16+
Выходит с 1995 года
28 марта 2024
«Виноватые, бессильные и напуганные». Или так: «Хорошие, милые, воспитанные люди и их происхождение»

Не претендую на истину в последней инстанции.


Часть 1.
Давным-давно, когда дети не были такой роскошью, как сейчас, и их выживание родителей мало беспокоило (умер - ничего, есть еще ребятишки), детей, в целом, воспитывали по принципу «чтобы не мешало». Сторонники гуманизма скажут, что некоторых даже любили и обучали. Да, наверное, бывало, не спорю. В целом же, дети получали активную обратную связь на тему «что такое хорошо и что такое плохо», «что можно и что нельзя» в процессе непосредственного взаимодействия с миром – от этого самого мира – в виде побоев, окриков, а иногда и пряников. Мир был агрессивен по отношению к детям, что учило их самих быть агрессивными по отношению к нему. С другой стороны, можно было сильно «подставиться» под того, кто сильнее – это учило детей быть осторожными, уметь вовремя «прогнуться», чтобы выжить. Осторожные, хитрые, агрессивные – именно о таких говорят «нет страшнее хозяина, чем бывший раб». В целом, весьма полезные качества для роста и развития в мире, где нужно выживать. (Внимание: не в любом мире! В мире, где выживать не нужно, - чрезмерная агрессивность разрушительна для коллектива).
 
Часть 2.

С приходом урбанизации, цивилизации и гуманизма, - или, может, какого-то из указанных явлений (что именно и как повлияло - это, скорее, вопрос к социологам и философам), ситуация начала кардинально меняться. Выживать теперь не нужно – появилась возможность жить. С удовольствием.

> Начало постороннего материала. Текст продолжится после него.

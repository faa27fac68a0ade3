//! Signal chain
//!
//! Stage handles and the topology controller that wires them.

pub mod graph;
pub mod stage;

pub use graph::{PipelineGraph, Topology};
pub use stage::{Filter, Processor, Sink, Stage, StageRole};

Политика «кнута и пряника» – в буквальном смысле, - как-то стала терять свою популярность и привлекательность. Может, детей стало жаль. Может, еще что-то произошло. Родители, особенно образованные, - несколько растерялись. Если не бить, то как же разъяснить ребенку, этому хаотичному существу, что такое хорошо, и как надо себя вести в приличном обществе? Ладно, если еще «Крошка сын к отцу пришел, и спросила Кроха…», - это уже половина победы. А если Крохе все равно?

В те времена уже догадывались, что ребенок хорошо учится, подражая родителям. Папа кричит, и ребенок кричит. На маму. Маме обидно. Папу она уже вряд ли перевоспитает, а вот ребенка можно. И тогда в моду начал входить «шантаж эмоциональный, обыкновенный»: «Ты меня в могилу сведешь!» «Раз так – найди себе другую маму!», «Я-то надеялась, что ты..., а ты…». Особенно эффективными были признаны такие переживания, как стыд, бессилие и вина. Особенно качественным и устойчивым результат оказывался, если переживание ребенка удавалось продлить. Подольше «подержать» его в вине, стыде или бессилии, - чтобы неповадно было. Это сработало, поскольку указанные чувства, намеренно растянутые во времени, крайне мучительны и труднопереносимы. Эти дети росли тревожными, подозрительными и постоянно прислушивались ко всем окружающим: «Вдруг что-то случится, и я снова окажусь виноватым, беспомощным, стыдящимся?!»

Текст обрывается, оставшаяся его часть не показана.